El clima de desconfianza hacia el Gobierno de Sánchez, entorpece aún más las posibles soluciones. Es una desconfianza merecida porque Su Persona estaba acostumbrada no solo a saltarse a la torera todas sus promesas sino a hacer exactamente lo contrario de lo que dijo: gobernar en coalición con Podemos cuando dijo que “no dormiría por las noches”,  arrodillarse ante Bildu tras afirmar insistentemente que no pactarían, permitir el enchufismo en su Gobierno, comenzando por su consorte, su amigo de la infancia y la consorte de éste y un largo etcétera de afirmaciones que quedaron en nada y por las que el Presidente no se ha molestado en dar explicaciones. Como un dictadorzuelo tercermundista, el máximo mandatario español hace lo que le viene en gana sin despeinarse; ha mentido tanto que ya no sabemos si de verdad se llama Pedro Sánchez.

Sin embargo, en el último año, las mentiras y los abusos del Gobierno han dejado una herida mayor que estamos pagando todos: la desconfianza, la decepción y una continua sensación de traición. Ésta se ha manifestado de manera particular con el caso AstraZeneca, cuando la mayoría de la población ha dicho “¡Basta!”. En efecto los datos indican que vacunarse entraña menos riesgo que no vacunarse, pero los ciudadanos ya no se creen nada de lo que digan Sánchez, Simón o la Agencia Europea del Medicamento.

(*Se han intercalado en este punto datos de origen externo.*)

#[cfg(feature = "serde")]
use serde::{Deserialize, Serialize};

/*
Attack/Sustain/Release Envelope Generator
=========================================

The envelope shapes a node's amplitude after every trigger. Unlike a keyboard
ADSR, the nodes are percussive: most envelopes are "one-shot" (no sustain),
rising to a peak and immediately falling away again.

Vocabulary
----------

  level       Current output value, always within [EGEN_MIN, EGEN_MAX] while
              active. Idle output is 0.0.

  gate        Trigger on (start Attack) or off (start Release).

  CV gate     Gating from a continuous control signal (usually an envelope
              follower on the audio input). Crossing `gate_on` upward
              triggers; falling under `gate_off` ends a sustained note.

  ramp        The per-sample step towards the current target. Linear ramps
              add a slope, exponential ramps multiply by a factor.

  falling     The single sample where a Release crosses below half the
  edge        sustain level. Nodes forward their trigger to listeners on
              this edge, after the sound has meaningfully decayed.


The State Machine
-----------------

    ┌──────┐ gate(on) ┌────────┐ level=sus ┌─────────┐ gate(off)
    │ Idle │ ───────→ │ Attack │ ────────→ │ Sustain │ ─────────┐
    └──────┘          └────────┘           └─────────┘          │
        ↑                 │  (no sustain)                       ↓
        │                 └──────────────────────────────→ ┌─────────┐
        │                          level<=EGEN_MIN         │ Release │
        └──────────────────────────────────────────────────└─────────┘

gate(on) restarts Attack from the CURRENT level in any state, so retriggers
during Release don't click.


Ramp Math
---------

Both ramps reach the target in exactly `duration` samples:

    linear:       slope  = (target - current) / duration
                  level += slope

    exponential:  factor = exp((ln(target) - ln(current)) / duration)
                  level *= factor

The logarithm is why EGEN_MIN exists: exponential ramps start and end at
EGEN_MIN, never 0. Both ends are clamped before taking ln().

A countdown of the remaining samples snaps the level to the target on the
last step, so float error can't leave the envelope one sample short or
stuck in a state.
*/

pub const EGEN_MAX: f32 = 1.0;
pub const EGEN_MIN: f32 = 0.001;

const DEFAULT_GATE_ON: f32 = 0.5;
const DEFAULT_GATE_OFF: f32 = 0.3;

#[cfg_attr(feature = "serde", derive(Serialize, Deserialize))]
#[derive(Debug, Clone, Copy, PartialEq, Eq, Default)]
pub enum EnvelopeRamp {
    #[default]
    Linear,
    Exponential,
}

#[derive(Debug, Clone, Copy, PartialEq, Eq)]
pub enum EnvelopeState {
    Idle,
    Attack,
    Sustain,
    Release,
}

/// Something worth reacting to that happened during one rendered sample.
#[derive(Debug, Clone, Copy, PartialEq, Eq)]
pub enum EnvelopeEvent {
    /// Release crossed below half the sustain level. `cv_gated` tells whether
    /// the cycle was started by the CV input rather than an explicit gate.
    FallingEdge { cv_gated: bool },
    /// Release completed and the envelope went idle.
    Finished,
}

/// One rendered envelope sample.
#[derive(Debug, Clone, Copy, PartialEq)]
pub struct EnvelopeFrame {
    pub level: f32,
    pub event: Option<EnvelopeEvent>,
}

#[derive(Debug, Clone, Copy)]
enum Step {
    Add(f32),
    Multiply(f32),
}

#[derive(Debug, Clone, Copy)]
struct Ramp {
    step: Step,
    target: f32,
    remaining: u32,
}

impl Ramp {
    const HOLD: Ramp = Ramp {
        step: Step::Add(0.0),
        target: 0.0,
        remaining: 0,
    };

    fn compute(mode: EnvelopeRamp, from: f32, to: f32, duration_samples: f32) -> Self {
        let remaining = duration_samples.round().max(1.0) as u32;
        let duration = remaining as f32;

        let step = match mode {
            EnvelopeRamp::Linear => Step::Add((to - from) / duration),
            EnvelopeRamp::Exponential => {
                let a0 = from.max(EGEN_MIN).ln();
                let a1 = to.max(EGEN_MIN).ln();
                Step::Multiply(((a1 - a0) / duration).exp())
            }
        };

        Self {
            step,
            target: to,
            remaining,
        }
    }
}

pub struct EnvelopeGenerator {
    sample_rate: f32,

    atk_time_samples: f32,
    rel_time_samples: f32,
    sustain_level: f32,
    do_sustain: bool,
    ramp_mode: EnvelopeRamp,

    state: EnvelopeState,
    level: f32,
    level_previous: f32,
    ramp: Ramp,

    gate_on_thresh: f32,
    gate_off_thresh: f32,
    cv_gate: bool,
    was_cv_gated: bool,
}

impl EnvelopeGenerator {
    /// Build a one-shot envelope. Sustain starts disabled; enable it with
    /// [`set_sustain`](Self::set_sustain).
    pub fn new(sample_rate: f32, atk_ms: f32, sustain: f32, rel_ms: f32) -> Self {
        let mut env = Self {
            sample_rate,
            atk_time_samples: 1.0,
            rel_time_samples: 1.0,
            sustain_level: clamp_level(sustain),
            do_sustain: false,
            ramp_mode: EnvelopeRamp::Linear,
            state: EnvelopeState::Idle,
            level: 0.0,
            level_previous: 0.0,
            ramp: Ramp::HOLD,
            gate_on_thresh: DEFAULT_GATE_ON,
            gate_off_thresh: DEFAULT_GATE_OFF,
            cv_gate: true,
            was_cv_gated: false,
        };
        env.set_attack_time(atk_ms);
        env.set_release_time(rel_ms);
        env
    }

    pub fn set_attack_time(&mut self, atk_ms: f32) {
        self.atk_time_samples = ms_to_samples(atk_ms, self.sample_rate);
        if self.state == EnvelopeState::Attack {
            self.retarget_attack();
        }
    }

    pub fn set_release_time(&mut self, rel_ms: f32) {
        self.rel_time_samples = ms_to_samples(rel_ms, self.sample_rate);
        if self.state == EnvelopeState::Release {
            self.retarget_release();
        }
    }

    /// Set the peak/sustain level, clamped to [EGEN_MIN, EGEN_MAX].
    pub fn set_sustain_level(&mut self, sustain: f32) {
        self.sustain_level = clamp_level(sustain);
        if self.state == EnvelopeState::Attack {
            self.retarget_attack();
        }
    }

    /// Hold at the sustain level until gated off, or release right after the
    /// attack. Disabling sustain while sustaining releases immediately.
    pub fn set_sustain(&mut self, do_sustain: bool) {
        self.do_sustain = do_sustain;
        if !do_sustain && self.state == EnvelopeState::Sustain {
            self.gate(false);
        }
    }

    /// Takes effect on the next transition.
    pub fn set_ramp(&mut self, ramp: EnvelopeRamp) {
        self.ramp_mode = ramp;
    }

    pub fn set_gate_on_thresh(&mut self, thresh: f32) {
        self.gate_on_thresh = thresh;
    }

    pub fn set_gate_off_thresh(&mut self, thresh: f32) {
        self.gate_off_thresh = thresh;
    }

    /// Enable or disable gating from [`gate_cv`](Self::gate_cv).
    pub fn set_cv_gating(&mut self, enabled: bool) {
        self.cv_gate = enabled;
    }

    /// Trigger Attack (`true`) or Release (`false`).
    pub fn gate(&mut self, on: bool) {
        if on {
            self.was_cv_gated = false;
            self.state = EnvelopeState::Attack;
            self.retarget_attack();
        } else if self.state != EnvelopeState::Idle {
            self.state = EnvelopeState::Release;
            self.retarget_release();
        }
    }

    /// Gate from a control signal on [0, 1].
    ///
    /// Idle envelopes trigger when `cv` exceeds the on-threshold. Sustaining
    /// envelopes release when `cv` falls below the off-threshold.
    pub fn gate_cv(&mut self, cv: f32) {
        if !self.cv_gate {
            return;
        }

        match self.state {
            EnvelopeState::Idle if cv > self.gate_on_thresh => {
                self.gate(true);
                self.was_cv_gated = true;
            }
            EnvelopeState::Sustain if self.do_sustain && cv < self.gate_off_thresh => {
                self.gate(false);
            }
            _ => {}
        }
    }

    /// Advance one sample.
    pub fn render(&mut self) -> EnvelopeFrame {
        let mut event = None;

        match self.state {
            EnvelopeState::Attack => {
                let done = self.update_level();
                if done || self.level >= self.sustain_level {
                    self.level = self.sustain_level;
                    if self.do_sustain {
                        self.state = EnvelopeState::Sustain;
                    } else {
                        self.gate(false);
                    }
                }
            }
            EnvelopeState::Release => {
                let done = self.update_level();
                let half = self.sustain_level / 2.0;
                if self.level < half && self.level_previous > half {
                    event = Some(EnvelopeEvent::FallingEdge {
                        cv_gated: self.was_cv_gated,
                    });
                }
                if done || self.level <= EGEN_MIN {
                    self.level = EGEN_MIN;
                    self.state = EnvelopeState::Idle;
                    // An edge and the end can't share a sample unless the
                    // release is a single step; the edge wins.
                    event = event.or(Some(EnvelopeEvent::Finished));
                }
            }
            EnvelopeState::Sustain => {
                self.level = self.sustain_level;
            }
            EnvelopeState::Idle => {
                self.level = 0.0;
            }
        }

        EnvelopeFrame {
            level: self.level,
            event,
        }
    }

    /// Render a block of levels, returning the first event seen.
    pub fn render_block(&mut self, buffer: &mut [f32]) -> Option<EnvelopeEvent> {
        let mut first = None;
        for sample in buffer.iter_mut() {
            let frame = self.render();
            *sample = frame.level;
            first = first.or(frame.event);
        }
        first
    }

    /// Return to Idle without producing events.
    pub fn reset(&mut self) {
        self.state = EnvelopeState::Idle;
        self.level = 0.0;
        self.level_previous = 0.0;
        self.ramp = Ramp::HOLD;
        self.was_cv_gated = false;
    }

    pub fn level(&self) -> f32 {
        self.level
    }

    pub fn sustain_level(&self) -> f32 {
        self.sustain_level
    }

    pub fn does_sustain(&self) -> bool {
        self.do_sustain
    }

    pub fn state(&self) -> EnvelopeState {
        self.state
    }

    pub fn ramp(&self) -> EnvelopeRamp {
        self.ramp_mode
    }

    pub fn was_cv_gated(&self) -> bool {
        self.was_cv_gated
    }

    pub fn is_active(&self) -> bool {
        self.state != EnvelopeState::Idle
    }

    fn retarget_attack(&mut self) {
        self.prepare_start();
        self.ramp = Ramp::compute(
            self.ramp_mode,
            self.level,
            self.sustain_level,
            self.atk_time_samples,
        );
    }

    fn retarget_release(&mut self) {
        self.prepare_start();
        self.ramp = Ramp::compute(self.ramp_mode, self.level, EGEN_MIN, self.rel_time_samples);
    }

    // Exponential ramps can't leave 0.0, so start them from the floor.
    fn prepare_start(&mut self) {
        if self.ramp_mode == EnvelopeRamp::Exponential && self.level < EGEN_MIN {
            self.level = EGEN_MIN;
        }
    }

    /// Apply one ramp step. Returns true once the ramp has run its course.
    fn update_level(&mut self) -> bool {
        self.level_previous = self.level;

        if self.ramp.remaining <= 1 {
            self.ramp.remaining = 0;
            self.level = self.ramp.target;
            return true;
        }

        self.ramp.remaining -= 1;
        self.level = match self.ramp.step {
            Step::Add(slope) => self.level + slope,
            Step::Multiply(factor) => self.level * factor,
        };
        self.level = self.level.clamp(EGEN_MIN.min(self.level_previous), EGEN_MAX);
        false
    }
}

#[inline]
fn clamp_level(level: f32) -> f32 {
    if level.is_nan() {
        return EGEN_MAX;
    }
    level.clamp(EGEN_MIN, EGEN_MAX)
}

#[inline]
fn ms_to_samples(ms: f32, sample_rate: f32) -> f32 {
    let samples = ms * sample_rate / 1000.0;
    if samples.is_finite() {
        samples.max(1.0)
    } else {
        1.0
    }
}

Después de decirnos que las mascarillas no eran necesarias, que la UE no permitía rebajar su IVA o que la diferencia entre las cifras oficiales de fallecidos y las estimaciones basadas en la mortandad de años anteriores podían deberse incluso a «un accidente de tráfico enorme», tendemos a sospechar que, una vez más, el Ejecutivo antepondrá sus intereses a los del bien común.

Decía este fin de semana la periodista Cristina López Schlichting que el presidente del Gobierno debería inocularse públicamente con la dosis AstraZéneca para animar a los indecisos, como han hecho otros líderes políticos. Pero, con sus antecedentes, ver a Sánchez vacunarse podría incluso levantar mayores sospechas, y con razón: ¿pero de verdad le han metido algo? ¿pero de verdad es la “chunga”? ¿pero ese no será un doble?

Pedro Sánchez tiene el poder pero no dirige. No hace un solo movimiento sin pensar en su propio beneficio. No es un líder. En realidad, no sería capaz de organizar una barbacoa para amigos. Nadie, salvo los de su círculo más cercano, le confiaría las llaves de su casa. El presidente ha perdido la confianza de los pocos españoles que creyeron sus mentiras y hoy se sienten traicionados.